J'ai commencé (il y a 2 semaines) la rédaction d'un tutoriel dont l'intitulé est Comment écrire un bon tutoriel ?.
J'aimerai obtenir un maximum de retour sur celui-ci, sur le fond ainsi que sur la forme, afin de proposer en validation un texte de qualité.
Si vous êtes intéressé, cliquez ci-dessous :
Non, c'était une blague.
En fait, j'ouvre ce sujet pour que chacun puisse partager son expérience d'auteur et expliquer comment il s'y prend pour produire un bon cours (à ses yeux). L'objectif n'est pas de générer un modèle de l'auteur parfait, loin de moi cette idée, mais simplement d'échanger sur les méthodes de rédaction, sur quand les utiliser…

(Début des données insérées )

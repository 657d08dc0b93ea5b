use std::collections::BTreeMap;
use std::sync::Arc;
use std::thread;

use proptest::prelude::*;
use tsearch_kv::{Error, KVStore, KVTransaction, MemoryKV, TxnMode};

fn op_strategy() -> impl Strategy<Value = (Vec<u8>, Option<Vec<u8>>)> {
    let key = prop::collection::vec(any::<u8>(), 1..6);
    let value = prop::option::of(prop::collection::vec(any::<u8>(), 0..8));
    (key, value)
}

proptest! {
    #![proptest_config(ProptestConfig { cases: 32, .. ProptestConfig::default() })]

    #[test]
    fn proptest_only_committed_batches_are_visible(
        batches in prop::collection::vec(prop::collection::vec(op_strategy(), 1..5), 1..8),
        commit_flags in prop::collection::vec(any::<bool>(), 8),
    ) {
        let store = MemoryKV::new();
        let mut model: BTreeMap<Vec<u8>, Vec<u8>> = BTreeMap::new();

        for (idx, batch) in batches.iter().enumerate() {
            let mut txn = store.begin(TxnMode::ReadWrite).expect("begin");
            let mut staged = model.clone();
            for (key, value) in batch {
                match value {
                    Some(v) => {
                        txn.put(key.clone(), v.clone()).expect("put");
                        staged.insert(key.clone(), v.clone());
                    }
                    None => {
                        txn.delete(key.clone()).expect("delete");
                        staged.remove(key);
                    }
                }
            }
            if commit_flags[idx] {
                txn.commit_self().expect("commit");
                model = staged;
            } else {
                txn.rollback_self().expect("rollback");
            }
        }

        let mut reader = store.begin(TxnMode::ReadOnly).expect("begin");
        let all: BTreeMap<Vec<u8>, Vec<u8>> = reader.scan_prefix(b"").expect("scan").into_iter().collect();
        prop_assert_eq!(all, model);
    }
}

#[test]
fn readers_never_observe_partial_batches() {
    let store = Arc::new(MemoryKV::new());
    let keys: Vec<Vec<u8>> = (0u8..8).map(|i| vec![b'r', i]).collect();

    let writer = {
        let store = Arc::clone(&store);
        let keys = keys.clone();
        thread::spawn(move || {
            let mut committed = 0;
            for round in 0u8..50 {
                let mut txn = store.begin(TxnMode::ReadWrite).expect("begin");
                for key in &keys {
                    txn.put(key.clone(), vec![round]).expect("put");
                }
                match txn.commit_self() {
                    Ok(()) => committed += 1,
                    Err(Error::TxnConflict) => {}
                    Err(err) => panic!("unexpected commit error: {err}"),
                }
            }
            committed
        })
    };

    for _ in 0..200 {
        let mut reader = store.begin(TxnMode::ReadOnly).expect("begin");
        let rows = reader.scan_prefix(b"r").expect("scan");
        if rows.is_empty() {
            continue;
        }
        assert_eq!(rows.len(), keys.len());
        let first = &rows[0].1;
        assert!(rows.iter().all(|(_, v)| v == first), "torn batch: {rows:?}");
    }

    assert_eq!(writer.join().expect("writer thread"), 50);
}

Pour tout vous dire, c'est cet article qui a initié ce sujet.
Hello
Merci pour le lien et l'article, je ne connaissais pas ce site, il a l'air interessant.
Pour ce qui est de mon expérience perso pour la rédaction de tuto:
Au niveau de la motivation:
Ecrire un tuto, c'est long, avec des parties chiantes (mises en forme, devoir expliquer des choses qu'on trouve évidentes,....) et ma motivation est souvent en dent de scie.
Du coup il vaut mieux faire un tuto sur un sujet qu'on aime (et non pas un tuto sur commande).
De plus, j'essaie de profiter au maximum des moments où ma motivation est forte. Il m'arrive parfois de mettre quelques trucs à l'écrit, en brouillon, quand j'ai 10 min de motivation, d'autres fois j'en profite pour mettre en forme… Si j'avais attendu d'avoir une motivation au top, j'aurais jamais commencé. De plus, c'est plus facile de continuer un truc déjà commencé que de se motiver à commencer sur une page blanche.
Autre motivation possible: l'auto-formation. On dit souvent qu'il faut maitriser un sujet pour en faire un tuto, pourtant lorsqu'on commence à apprendre un sujet, c'est très formateur d'essayer de l'expliquer à quelqu'un. Ecrire un tuto peut être une bonne idée. Evidemment, il faut se dire que le tuto ne sortira que beaucoup plus tard, lorsqu'on aura suffisamment maitrisé son sujet et qu'on aura corrigé les erreurs de débutant qu'on a forcément écrites au début. Mais à ce moment-là, on ne partira pas d'une feuille blanche, et on aura beaucoup appris rien qu'en essayant de rédiger le tuto.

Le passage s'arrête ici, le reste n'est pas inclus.